Increased maternal body mass index (BMI) is a robust risk factor for later pediatric obesity. Accumulating evidence suggests that human milk (HM) may attenuate the transfer of obesity from mother to ...offspring, potentially through its effects on early development of the infant microbiome.
Our objective was to identify early differences in intestinal microbiota in a cohort of breastfeeding infants born to obese compared with normal-weight (NW) mothers. We also investigated relations between HM hormones (leptin and insulin) and both the taxonomic and functional potentials of the infant microbiome.
Clinical data and infant stool and fasting HM samples were collected from 18 NW prepregnancy BMI (in kg/m(2)) <24.0 and 12 obese (prepregnancy BMI >30.0) mothers and their exclusively breastfed infants at 2 wk postpartum. Infant body composition at 2 wk was determined by air-displacement plethysmography. Infant gastrointestinal microbes were estimated by using 16S amplicon and whole-genome sequencing. HM insulin and leptin were determined by ELISA; short-chain fatty acids (SCFAs) were measured in stool samples by using gas chromatography. Power was set at 80%.
Infants born to obese mothers were exposed to 2-fold higher HM insulin and leptin concentrations (P < 0.01) and showed a significant reduction in the early pioneering bacteria Gammaproteobacteria (P = 0.03) and exhibited a trend for elevated total SCFA content (P < 0.06).
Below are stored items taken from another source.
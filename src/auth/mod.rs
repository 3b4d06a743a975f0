pub mod extract;
pub mod password;
pub mod token;

pub use extract::{AdminUser, AuthUser};
pub use token::{Claims, TokenService};
use argon2::password_hash::rand_core::OsRng;
use argon2::password_hash::SaltString;
use argon2::{Argon2, PasswordHash, PasswordHasher, PasswordVerifier};

use crate::errors::AppError;

/// Hashes a password into a PHC string (Argon2id, random salt).
pub fn hash_password(password: &str) -> anyhow::Result<String> {
    let salt = SaltString::generate(&mut OsRng);
    let hash = Argon2::default()
        .hash_password(password.as_bytes(), &salt)
        .map_err(|e| anyhow::anyhow!("failed to hash password: {e}"))?;
    Ok(hash.to_string())
}

pub fn verify_password(password: &str, hash: &str) -> bool {
    let Ok(parsed) = PasswordHash::new(hash) else {
        return false;
    };
    Argon2::default()
        .verify_password(password.as_bytes(), &parsed)
        .is_ok()
}

/// Runs [`hash_password`] on the blocking pool. Argon2 is CPU-bound and must
/// not hold up a runtime worker.
pub async fn hash_password_off_thread(password: String) -> Result<String, AppError> {
    let hash = tokio::task::spawn_blocking(move || hash_password(&password))
        .await
        .map_err(|e| anyhow::anyhow!("password hashing task failed: {e}"))??;
    Ok(hash)
}

pub async fn verify_password_off_thread(password: String, hash: String) -> Result<bool, AppError> {
    tokio::task::spawn_blocking(move || verify_password(&password, &hash))
        .await
        .map_err(|e| AppError::Internal(anyhow::anyhow!("password verify task failed: {e}")))
}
Independent of maternal prepregnancy BMI, HM insulin was positively associated with both microbial taxonomic diversity (P = 0.03) and Gammaproteobacteria (e.g., Enterobacteriaceae; P = 0.04) and was negatively associated with Lactobacillales (e.g., Streptococcaceae; P = 0.05). Metagenomic analysis showed that HM leptin and insulin were associated with decreased bacterial proteases, which are implicated in intestinal permeability, and reduced concentrations of pyruvate kinase, a biomarker of pediatric gastrointestinal inflammation.
Our results indicate that, although maternal obesity may adversely affect the early infant intestinal microbiome, HM insulin and leptin are independently associated with beneficial microbial metabolic pathways predicted to increase intestinal barrier function and reduce intestinal inflammation. This trial was registered at clinicaltrials.gov as NCT01693406.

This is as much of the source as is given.